Postmedia’s announced closure of 20 community and commuter newspapers Tuesday is not a signal it wants out of community news altogether, its senior executives said. The company sees a future in the space, but the publication swap with Torstar and resulting loss of nearly 300 newsroom jobs is a painful-but-necessary cut that’s needed to get there.
Media in Canada spoke with newly minted Postmedia president Andrew MacLeod (pictured) and CEO Paul Godfrey hours after the announced closures to learn how Postmedia came to its decisions and how they plan on moving forward.
The high-profile publication exchange saw the two companies trade more than 40 papers in a non-cash transaction. Both Torstar and Postmedia closed most of the papers involved in the swap. Of the two dozen titles it acquired, Postmedia shuttered all but the Exeter Times-Advocate and the Exeter Weekender.
MacLeod said there was no complex strategic decision in continuing the Exeter titles; they were simply the most cost-effective papers for Postmedia to continue operating.
There’s no positive spin for this, added CEO Paul Godfrey. “The industry is in decline, and we’ve been saying this to anyone who cares to listen.”

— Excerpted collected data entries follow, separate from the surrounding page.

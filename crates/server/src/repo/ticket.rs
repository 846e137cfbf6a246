use shared_types::{AppError, CreateTicketRequest, Ticket};
use sqlx::{Pool, Postgres};
use uuid::Uuid;

use crate::error_convert::SqlxErrorExt;

/// Insert a new ticket for the given owner. New tickets always start as 'new'.
pub async fn create(
    pool: &Pool<Postgres>,
    user_id: i64,
    req: CreateTicketRequest,
) -> Result<Ticket, AppError> {
    sqlx::query_as::<_, Ticket>(
        r#"
        INSERT INTO tickets (user_id, product, description)
        VALUES ($1, $2, $3)
        RETURNING id, user_id, product, status, description, created_at, updated_at
        "#,
    )
    .bind(user_id)
    .bind(&req.product)
    .bind(&req.description)
    .fetch_one(pool)
    .await
    .map_err(SqlxErrorExt::into_app_error)
}

/// Find a ticket by id, scoped to its owner. A ticket belonging to another
/// user reads as absent.
pub async fn find_by_id(
    pool: &Pool<Postgres>,
    user_id: i64,
    id: Uuid,
) -> Result<Option<Ticket>, AppError> {
    sqlx::query_as::<_, Ticket>(
        r#"
        SELECT id, user_id, product, status, description, created_at, updated_at
        FROM tickets
        WHERE id = $1 AND user_id = $2
        "#,
    )
    .bind(id)
    .bind(user_id)
    .fetch_optional(pool)
    .await
    .map_err(SqlxErrorExt::into_app_error)
}

/// List all tickets belonging to a user, newest first.
pub async fn list_by_user(pool: &Pool<Postgres>, user_id: i64) -> Result<Vec<Ticket>, AppError> {
    sqlx::query_as::<_, Ticket>(
        r#"
        SELECT id, user_id, product, status, description, created_at, updated_at
        FROM tickets
        WHERE user_id = $1
        ORDER BY created_at DESC
        "#,
    )
    .bind(user_id)
    .fetch_all(pool)
    .await
    .map_err(SqlxErrorExt::into_app_error)
}

/// Update a ticket's status. Returns None when the ticket does not exist
/// for this owner.
pub async fn set_status(
    pool: &Pool<Postgres>,
    user_id: i64,
    id: Uuid,
    status: &str,
) -> Result<Option<Ticket>, AppError> {
    sqlx::query_as::<_, Ticket>(
        r#"
        UPDATE tickets
        SET status = $3, updated_at = NOW()
        WHERE id = $1 AND user_id = $2
        RETURNING id, user_id, product, status, description, created_at, updated_at
        "#,
    )
    .bind(id)
    .bind(user_id)
    .bind(status)
    .fetch_optional(pool)
    .await
    .map_err(SqlxErrorExt::into_app_error)
}

/// Delete a ticket and (via cascade) its notes. Returns true if a row was deleted.
pub async fn delete(pool: &Pool<Postgres>, user_id: i64, id: Uuid) -> Result<bool, AppError> {
    let result = sqlx::query("DELETE FROM tickets WHERE id = $1 AND user_id = $2")
        .bind(id)
        .bind(user_id)
        .execute(pool)
        .await
        .map_err(SqlxErrorExt::into_app_error)?;

    Ok(result.rows_affected() > 0)
}
//! Configuration management for Aieth
//!
//! This module handles loading, parsing, validating, and managing
//! configuration from files, environment variables, and CLI overrides.

use crate::error::{AiethError, Result};
use crate::format::RenderMode;
use reqwest::Url;
use serde::{Deserialize, Serialize};
use std::path::Path;

/// Main configuration structure for Aieth
#[derive(Debug, Clone, Default, Serialize, Deserialize)]
pub struct Config {
    /// Assistant endpoint settings
    #[serde(default)]
    pub endpoint: EndpointConfig,
    /// Interactive chat settings
    #[serde(default)]
    pub chat: ChatConfig,
}

/// Assistant endpoint configuration
#[derive(Debug, Clone, Serialize, Deserialize)]
pub struct EndpointConfig {
    /// Scheme, host and port of the assistant service
    #[serde(default = "default_base_url")]
    pub base_url: String,

    /// Path of the chat endpoint, appended to `base_url`
    #[serde(default = "default_chat_path")]
    pub chat_path: String,

    /// Request timeout (seconds)
    #[serde(default = "default_timeout")]
    pub timeout_seconds: u64,
}

fn default_base_url() -> String {
    "http://localhost:8000".to_string()
}

fn default_chat_path() -> String {
    "/chat/".to_string()
}

fn default_timeout() -> u64 {
    120
}

impl Default for EndpointConfig {
    fn default() -> Self {
        Self {
            base_url: default_base_url(),
            chat_path: default_chat_path(),
            timeout_seconds: default_timeout(),
        }
    }
}

impl EndpointConfig {
    /// Resolve the full chat URL
    ///
    /// Trailing slashes on `base_url` are ignored so that
    /// `http://host:8000/` and `http://host:8000` behave the same.
    ///
    /// # Errors
    ///
    /// Returns error if the joined URL does not parse or is not http/https
    ///
    /// # Examples
    ///
    /// ```
    /// use aieth::config::EndpointConfig;
    ///
    /// let url = EndpointConfig::default().chat_url().unwrap();
    /// assert_eq!(url.as_str(), "http://localhost:8000/chat/");
    /// ```
    pub fn chat_url(&self) -> Result<Url> {
        let joined = format!("{}{}", self.base_url.trim_end_matches('/'), self.chat_path);
        let url = Url::parse(&joined).map_err(|e| {
            AiethError::Config(format!("Invalid endpoint URL '{}': {}", joined, e))
        })?;

        match url.scheme() {
            "http" | "https" => Ok(url),
            other => Err(AiethError::Config(format!(
                "Unsupported endpoint scheme: {}. Must be http or https",
                other
            ))
            .into()),
        }
    }
}

/// Interactive chat configuration
#[derive(Debug, Clone, Serialize, Deserialize)]
pub struct ChatConfig {
    /// Title shown in the welcome banner
    #[serde(default = "default_title")]
    pub title: String,

    /// How assistant replies are rendered
    #[serde(default)]
    pub render: RenderMode,

    /// Show the welcome banner when a session starts
    #[serde(default = "default_show_banner")]
    pub show_banner: bool,
}

fn default_title() -> String {
    "Aieth - Personal Health Assistant".to_string()
}

fn default_show_banner() -> bool {
    true
}

impl Default for ChatConfig {
    fn default() -> Self {
        Self {
            title: default_title(),
            render: RenderMode::default(),
            show_banner: default_show_banner(),
        }
    }
}

impl Config {
    /// Load configuration from file with environment and CLI overrides
    ///
    /// A missing file is not an error: defaults are used and a warning is
    /// logged.
    ///
    /// # Errors
    ///
    /// Returns error if the file exists but cannot be read or parsed
    pub fn load(path: &str, cli: &crate::cli::Cli) -> Result<Self> {
        let mut config = if Path::new(path).exists() {
            Self::from_file(path)?
        } else {
            tracing::warn!("Config file not found at {}, using defaults", path);
            Self::default()
        };

        config.apply_env_vars();
        config.apply_cli_overrides(cli);

        Ok(config)
    }

    fn from_file(path: &str) -> Result<Self> {
        let contents = std::fs::read_to_string(path)
            .map_err(|e| AiethError::Config(format!("Failed to read config file: {}", e)))?;
        serde_yaml::from_str(&contents)
            .map_err(|e| AiethError::Config(format!("Failed to parse config: {}", e)).into())
    }

    fn apply_env_vars(&mut self) {
        if let Ok(base_url) = std::env::var("AIETH_BASE_URL") {
            tracing::debug!(base_url = %base_url, "Env override: AIETH_BASE_URL");
            self.endpoint.base_url = base_url;
        }

        if let Ok(chat_path) = std::env::var("AIETH_CHAT_PATH") {
            tracing::debug!(chat_path = %chat_path, "Env override: AIETH_CHAT_PATH");
            self.endpoint.chat_path = chat_path;
        }

        if let Ok(timeout) = std::env::var("AIETH_TIMEOUT_SECONDS") {
            if let Ok(value) = timeout.parse() {
                self.endpoint.timeout_seconds = value;
            } else {
                tracing::warn!("Invalid AIETH_TIMEOUT_SECONDS: {}", timeout);
            }
        }

        if let Ok(render) = std::env::var("AIETH_RENDER") {
            match RenderMode::parse_str(&render) {
                Ok(mode) => self.chat.render = mode,
                Err(e) => tracing::warn!("Invalid AIETH_RENDER: {}", e),
            }
        }
    }

    fn apply_cli_overrides(&mut self, cli: &crate::cli::Cli) {
        if let Some(endpoint) = &cli.endpoint {
            tracing::debug!(endpoint = %endpoint, "CLI override: --endpoint");
            self.endpoint.base_url = endpoint.clone();
        }
    }

    /// Validate the configuration
    ///
    /// # Errors
    ///
    /// Returns error if any validation check fails
    pub fn validate(&self) -> Result<()> {
        if !self.endpoint.chat_path.starts_with('/') {
            return Err(AiethError::Config(format!(
                "endpoint.chat_path must start with '/': {}",
                self.endpoint.chat_path
            ))
            .into());
        }

        self.endpoint.chat_url()?;

        if self.endpoint.timeout_seconds == 0 {
            return Err(AiethError::Config(
                "endpoint.timeout_seconds must be greater than 0".to_string(),
            )
            .into());
        }

        if self.endpoint.timeout_seconds > 3600 {
            return Err(AiethError::Config(
                "endpoint.timeout_seconds must be less than or equal to 3600".to_string(),
            )
            .into());
        }

        if self.chat.title.trim().is_empty() {
            return Err(AiethError::Config("chat.title cannot be empty".to_string()).into());
        }

        Ok(())
    }
}
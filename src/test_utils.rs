//! Test utilities for Aieth
//!
//! Fake [`ChatBackend`] implementations for exercising the session without
//! a network.

use crate::backend::{ChatBackend, ChatReply, ChatRequest};
use crate::error::{AiethError, Result};
use async_trait::async_trait;
use std::collections::VecDeque;
use std::sync::Mutex;

/// Backend that answers from a scripted queue and records every request
///
/// When the script runs out, further sends fail.
#[derive(Default)]
pub struct RecordingBackend {
    script: Mutex<VecDeque<std::result::Result<String, String>>>,
    requests: Mutex<Vec<ChatRequest>>,
}

impl RecordingBackend {
    /// Create a backend with an empty script
    pub fn new() -> Self {
        Self::default()
    }

    /// Queue a successful reply
    pub fn reply(self, text: &str) -> Self {
        self.script
            .lock()
            .expect("script lock poisoned")
            .push_back(Ok(text.to_string()));
        self
    }

    /// Queue a failure
    pub fn fail(self, message: &str) -> Self {
        self.script
            .lock()
            .expect("script lock poisoned")
            .push_back(Err(message.to_string()));
        self
    }

    /// Requests received so far, oldest first
    pub fn requests(&self) -> Vec<ChatRequest> {
        self.requests.lock().expect("requests lock poisoned").clone()
    }
}

#[async_trait]
impl ChatBackend for RecordingBackend {
    async fn send(&self, request: &ChatRequest) -> Result<ChatReply> {
        self.requests
            .lock()
            .expect("requests lock poisoned")
            .push(request.clone());

        let next = self.script.lock().expect("script lock poisoned").pop_front();
        match next {
            Some(Ok(response)) => Ok(ChatReply { response }),
            Some(Err(message)) => Err(AiethError::Request(message).into()),
            None => Err(AiethError::Request("no scripted reply".to_string()).into()),
        }
    }

    fn endpoint(&self) -> String {
        "recording://test".to_string()
    }
}

/// Backend whose requests never complete
pub struct PendingBackend;

#[async_trait]
impl ChatBackend for PendingBackend {
    async fn send(&self, _request: &ChatRequest) -> Result<ChatReply> {
        std::future::pending().await
    }

    fn endpoint(&self) -> String {
        "pending://test".to_string()
    }
}
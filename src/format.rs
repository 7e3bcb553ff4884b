//! Message formatting for assistant replies
//!
//! Assistant replies use a small markdown-like dialect:
//! - `**text**` for bold
//! - `__text__` for italic
//! - numbered points such as `1. first 2. second`, which are split into
//!   one segment per point
//!
//! [`format_message`] produces HTML markup segments. [`render_terminal`]
//! applies the same rules with ANSI styles, and [`render`] dispatches on a
//! configured [`RenderMode`].

use colored::Colorize;
use regex::{Captures, Regex};
use serde::{Deserialize, Serialize};
use std::fmt;
use std::sync::OnceLock;

/// How assistant replies are rendered
#[derive(Debug, Clone, Copy, PartialEq, Eq, Default, Serialize, Deserialize)]
#[serde(rename_all = "lowercase")]
pub enum RenderMode {
    /// Bold and italic through ANSI escape codes
    #[default]
    Terminal,
    /// HTML markup, one `<div>` per segment
    Html,
    /// Emphasis markers stripped, segments on separate lines
    Plain,
}

impl fmt::Display for RenderMode {
    fn fmt(&self, f: &mut fmt::Formatter<'_>) -> fmt::Result {
        match self {
            Self::Terminal => write!(f, "terminal"),
            Self::Html => write!(f, "html"),
            Self::Plain => write!(f, "plain"),
        }
    }
}

impl RenderMode {
    /// Parse a render mode from a string
    ///
    /// # Examples
    ///
    /// ```
    /// use aieth::format::RenderMode;
    ///
    /// assert_eq!(RenderMode::parse_str("HTML").unwrap(), RenderMode::Html);
    /// assert!(RenderMode::parse_str("markdown").is_err());
    /// ```
    pub fn parse_str(s: &str) -> Result<Self, String> {
        match s.trim().to_lowercase().as_str() {
            "terminal" | "ansi" => Ok(Self::Terminal),
            "html" => Ok(Self::Html),
            "plain" | "text" => Ok(Self::Plain),
            other => Err(format!("Unknown render mode: {}", other)),
        }
    }
}

fn list_marker() -> &'static Regex {
    static RE: OnceLock<Regex> = OnceLock::new();
    RE.get_or_init(|| Regex::new(r"\d+\.").expect("list marker pattern is valid"))
}

fn bold_marker() -> &'static Regex {
    static RE: OnceLock<Regex> = OnceLock::new();
    RE.get_or_init(|| Regex::new(r"\*\*(.*?)\*\*").expect("bold pattern is valid"))
}

fn italic_marker() -> &'static Regex {
    static RE: OnceLock<Regex> = OnceLock::new();
    RE.get_or_init(|| Regex::new(r"__(.*?)__").expect("italic pattern is valid"))
}

/// Split text into display segments
///
/// If the text contains a numbered-list marker (`\d+\.`), it is cut
/// immediately before every marker and each piece is trimmed; pieces that
/// are empty after trimming are dropped. Text without a marker is returned
/// untouched as a single segment.
///
/// # Examples
///
/// ```
/// use aieth::format::split_segments;
///
/// assert_eq!(split_segments("1. a 2. b"), vec!["1. a", "2. b"]);
/// assert_eq!(split_segments("no list here"), vec!["no list here"]);
/// ```
pub fn split_segments(text: &str) -> Vec<&str> {
    let mut bounds: Vec<usize> = list_marker()
        .find_iter(text)
        .map(|m| m.start())
        .filter(|&start| start > 0)
        .collect();

    if bounds.is_empty() && !list_marker().is_match(text) {
        return vec![text];
    }

    bounds.insert(0, 0);
    bounds.push(text.len());

    bounds
        .windows(2)
        .map(|w| text[w[0]..w[1]].trim())
        .filter(|segment| !segment.is_empty())
        .collect()
}

fn escape_html(text: &str) -> String {
    let mut escaped = String::with_capacity(text.len());
    for c in text.chars() {
        match c {
            '&' => escaped.push_str("&amp;"),
            '<' => escaped.push_str("&lt;"),
            '>' => escaped.push_str("&gt;"),
            '"' => escaped.push_str("&quot;"),
            '\'' => escaped.push_str("&#39;"),
            _ => escaped.push(c),
        }
    }
    escaped
}

/// Convert emphasis markers in a single segment to HTML
///
/// The text is HTML-escaped first, then `**x**` becomes `<strong>x</strong>`
/// and `__x__` becomes `<em>x</em>`.
///
/// # Examples
///
/// ```
/// use aieth::format::format_text;
///
/// assert_eq!(format_text("**bold** and __em__"), "<strong>bold</strong> and <em>em</em>");
/// assert_eq!(format_text("a < b"), "a &lt; b");
/// ```
pub fn format_text(text: &str) -> String {
    let escaped = escape_html(text);
    let bolded = bold_marker().replace_all(&escaped, "<strong>${1}</strong>");
    italic_marker()
        .replace_all(&bolded, "<em>${1}</em>")
        .into_owned()
}

/// Format an assistant message into HTML markup segments
///
/// Numbered lists yield one segment per point; any other text yields a
/// single segment. Each segment has its emphasis converted by
/// [`format_text`].
///
/// # Examples
///
/// ```
/// use aieth::format::format_message;
///
/// let segments = format_message("1. **Rest** 2. Drink water");
/// assert_eq!(segments.len(), 2);
/// assert_eq!(segments[0], "1. <strong>Rest</strong>");
/// ```
pub fn format_message(text: &str) -> Vec<String> {
    split_segments(text).into_iter().map(format_text).collect()
}

/// Render an assistant message as HTML, one `<div>` per segment
pub fn render_html(text: &str) -> String {
    format_message(text)
        .iter()
        .map(|segment| format!("<div>{}</div>", segment))
        .collect::<Vec<_>>()
        .join("\n")
}

/// Render an assistant message for the terminal using ANSI styles
///
/// Returns one line per segment.
pub fn render_terminal(text: &str) -> Vec<String> {
    split_segments(text)
        .into_iter()
        .map(|segment| {
            let bolded = bold_marker()
                .replace_all(segment, |caps: &Captures| caps[1].bold().to_string());
            italic_marker()
                .replace_all(&bolded, |caps: &Captures| caps[1].italic().to_string())
                .into_owned()
        })
        .collect()
}

/// Render an assistant message with emphasis markers removed
pub fn render_plain(text: &str) -> Vec<String> {
    split_segments(text)
        .into_iter()
        .map(|segment| {
            let unbolded = bold_marker().replace_all(segment, "${1}");
            italic_marker().replace_all(&unbolded, "${1}").into_owned()
        })
        .collect()
}

/// Render an assistant message in the given mode
///
/// Segments are joined with newlines.
pub fn render(text: &str, mode: RenderMode) -> String {
    match mode {
        RenderMode::Terminal => render_terminal(text).join("\n"),
        RenderMode::Html => render_html(text),
        RenderMode::Plain => render_plain(text).join("\n"),
    }
}
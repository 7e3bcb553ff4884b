/*!
Command handlers for the CLI

This module provides the handlers invoked by the CLI entrypoint:

- `chat`   — Interactive chat session
- `send`   — Send a single message and print the reply
- `format` — Preview reply formatting without a backend

The handlers are thin: state lives in [`Session`], transport in
[`crate::backend`], and formatting in [`crate::format`].
*/

use crate::backend::create_backend;
use crate::config::Config;
use crate::error::{AiethError, Result};
use crate::format::{render, RenderMode};
use crate::session::{Message, Sender, Session, SubmitOutcome};

// Special commands parser for the interactive session
pub mod special_commands;

fn new_session(conversation_id: Option<String>) -> Session {
    match conversation_id {
        Some(id) => {
            tracing::info!(conversation_id = %id, "Continuing existing conversation");
            Session::with_conversation_id(id)
        }
        None => Session::new(),
    }
}

fn parse_render(render: &str) -> Result<RenderMode> {
    RenderMode::parse_str(render).map_err(|e| AiethError::Config(e).into())
}

/// Print one transcript entry
fn print_message(message: &Message, mode: RenderMode) {
    use colored::Colorize;

    match message.sender {
        Sender::User => println!("{} {}", "you ›".blue().bold(), message.text),
        Sender::Assistant => {
            println!("{}", "assistant ›".green().bold());
            for line in render(&message.text, mode).lines() {
                println!("  {}", line);
            }
            println!();
        }
    }
}

// Chat command handler
pub mod chat {
    //! Interactive chat session.
    //!
    //! Runs a readline loop: special commands are handled locally, every
    //! other line is submitted to the assistant through the session. A
    //! failed send leaves the message in the input line for editing.

    use super::*;
    use crate::commands::special_commands::{parse_special_command, print_help, SpecialCommand};
    use colored::Colorize;
    use rustyline::error::ReadlineError;
    use rustyline::DefaultEditor;
    use std::io::Write;

    /// Start an interactive chat session
    ///
    /// # Arguments
    ///
    /// * `config` - Global configuration (consumed)
    /// * `conversation_id` - Optional id of a conversation to continue
    ///
    /// # Errors
    ///
    /// Returns error if the backend or the line editor cannot be created.
    /// Request failures are logged and do not end the session.
    pub async fn run_chat(config: Config, conversation_id: Option<String>) -> Result<()> {
        let backend = create_backend(&config.endpoint)?;
        let mut session = new_session(conversation_id);
        let mut rl = DefaultEditor::new().map_err(AiethError::from)?;

        if config.chat.show_banner {
            print_welcome_banner(&config.chat.title, session.conversation_id());
        }

        let prompt = format!("{} ", "›".blue().bold());

        loop {
            let draft = session.draft().to_string();
            match rl.readline_with_initial(&prompt, (&draft, "")) {
                Ok(line) => {
                    match parse_special_command(&line) {
                        Ok(SpecialCommand::ShowStatus) => {
                            print_status_display(&session, &backend.endpoint());
                            continue;
                        }
                        Ok(SpecialCommand::History) => {
                            for message in session.messages() {
                                print_message(message, config.chat.render);
                            }
                            continue;
                        }
                        Ok(SpecialCommand::Help) => {
                            print_help();
                            continue;
                        }
                        Ok(SpecialCommand::Exit) => break,
                        Ok(SpecialCommand::None) => {}
                        Err(e) => {
                            eprintln!("{}", e);
                            continue;
                        }
                    }

                    let sending = !line.trim().is_empty();
                    if sending {
                        rl.add_history_entry(line.as_str())
                            .map_err(AiethError::from)?;
                        show_thinking();
                    }

                    let outcome = tokio::select! {
                        outcome = session.submit(&line, backend.as_ref()) => Some(outcome),
                        _ = tokio::signal::ctrl_c() => None,
                    };

                    if sending {
                        clear_thinking();
                    }

                    match outcome {
                        Some(SubmitOutcome::Replied) => {
                            if let Some(reply) = session.messages().last() {
                                print_message(reply, config.chat.render);
                            }
                        }
                        Some(SubmitOutcome::Failed) | Some(SubmitOutcome::Ignored) => {}
                        None => tracing::info!("Request cancelled"),
                    }
                }
                Err(ReadlineError::Interrupted) => {
                    println!("CTRL-C");
                    break;
                }
                Err(ReadlineError::Eof) => {
                    println!("CTRL-D");
                    break;
                }
                Err(err) => {
                    tracing::error!("Readline error: {:?}", err);
                    break;
                }
            }
        }

        println!("Goodbye!");
        Ok(())
    }

    fn print_welcome_banner(title: &str, conversation_id: &str) {
        println!("\n{}\n", title.bold());
        println!("Conversation: {}", conversation_id.dimmed());
        println!("Type '/help' for available commands, 'exit' to quit\n");
    }

    fn print_status_display(session: &Session, endpoint: &str) {
        println!();
        println!("Conversation:      {}", session.conversation_id());
        println!("Messages:          {}", session.messages().len());
        println!("Endpoint:          {}", endpoint);
        println!();
    }

    fn show_thinking() {
        print!("{}", "AI is thinking...".dimmed());
        let _ = std::io::stdout().flush();
    }

    fn clear_thinking() {
        print!("\r\x1b[2K");
        let _ = std::io::stdout().flush();
    }
}

// One-shot send handler
pub mod send {
    //! Send one message and print the reply.

    use super::*;

    /// Send a single message
    ///
    /// # Arguments
    ///
    /// * `config` - Global configuration (consumed)
    /// * `message` - Text to send
    /// * `conversation_id` - Optional id of a conversation to continue
    /// * `render` - Optional output format overriding `chat.render`
    ///
    /// # Errors
    ///
    /// Returns error if the message is blank, the render mode is unknown,
    /// or the request fails. The failure itself is logged by the session.
    pub async fn run_send(
        config: Config,
        message: String,
        conversation_id: Option<String>,
        render: Option<String>,
    ) -> Result<()> {
        let mode = match render {
            Some(r) => parse_render(&r)?,
            None => config.chat.render,
        };

        let backend = create_backend(&config.endpoint)?;
        let mut session = new_session(conversation_id);

        match session.submit(&message, backend.as_ref()).await {
            SubmitOutcome::Replied => {
                if let Some(reply) = session.messages().last() {
                    println!("{}", super::render(&reply.text, mode));
                }
                Ok(())
            }
            SubmitOutcome::Ignored => {
                Err(AiethError::Request("Nothing to send: message is empty".to_string()).into())
            }
            SubmitOutcome::Failed => Err(AiethError::Request(format!(
                "No reply from {} (conversation {})",
                backend.endpoint(),
                session.conversation_id()
            ))
            .into()),
        }
    }
}

// Format preview handler
pub mod format {
    //! Print how a reply would be rendered.

    use super::*;
    use std::io::Read;

    /// Format text from the argument or stdin and print it
    ///
    /// # Errors
    ///
    /// Returns error if the render mode is unknown or stdin cannot be read
    pub fn run_format(text: Option<String>, render: &str) -> Result<()> {
        let mode = parse_render(render)?;

        let text = match text {
            Some(text) => text,
            None => {
                let mut buf = String::new();
                std::io::stdin().read_to_string(&mut buf)?;
                buf
            }
        };

        println!("{}", super::render(&text, mode));
        Ok(())
    }
}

Godfrey and MacLeod called decisions like yesterday’s “basic economics.” But not every title shed was one the company was eager to part with.
Postmedia’s community news future
But when asked if Postmedia was looking to get out of the community newspaper business entirely, or if launching and acquiring so many community newspapers to begin with was a mistake, both men gave a hard no.
MacLeod said in the age of disruption, Postmedia needs to keep its head above water, and it’s doing so by shedding costs where it doesn’t see adequate sources of revenue.
“We need to extend our legacy runway,” he told MiC. “We grew double-digits in digital revenue for three of the last four quarters of our fiscal year… This is not palliative care for us. We believe that there’s a future, but we need to buy ourselves some time.”
The new challenge, said MacLeod, is further capitalizing on that growing digital audience, but the key to success is in going up-market. He admitted that Postmedia can’t compete with the tens of millions of unique visitors gobbled up by larger, global platforms. While he wouldn’t name which platforms he was speaking about, he said platforms that have “commoditized audience and can operate at a scale that’s low in CPM” have given Postmedia no choice but to go up-market in its quest for ad dollars.
“We’re really banging the drum with blue-chip clients, mid-size clients and all of our agency partners, [selling ourselves] as a brand-safe experience with high-quality audience.” While he didn’t have any results to share yet, he said the company is “seeing some good trends.”
Godfrey has been among the various media leaders asking the federal government and the Standing Committee on Canadian Heritage to assist the country’s traditional media titles. He has said that until there is a solution on how to compete with U.S.-based Google and Facebook, which are said to gobble up the lion’s share of digital advertising, titles will continue to suffer.
“They don’t pay tax here and we do,” said Godfrey.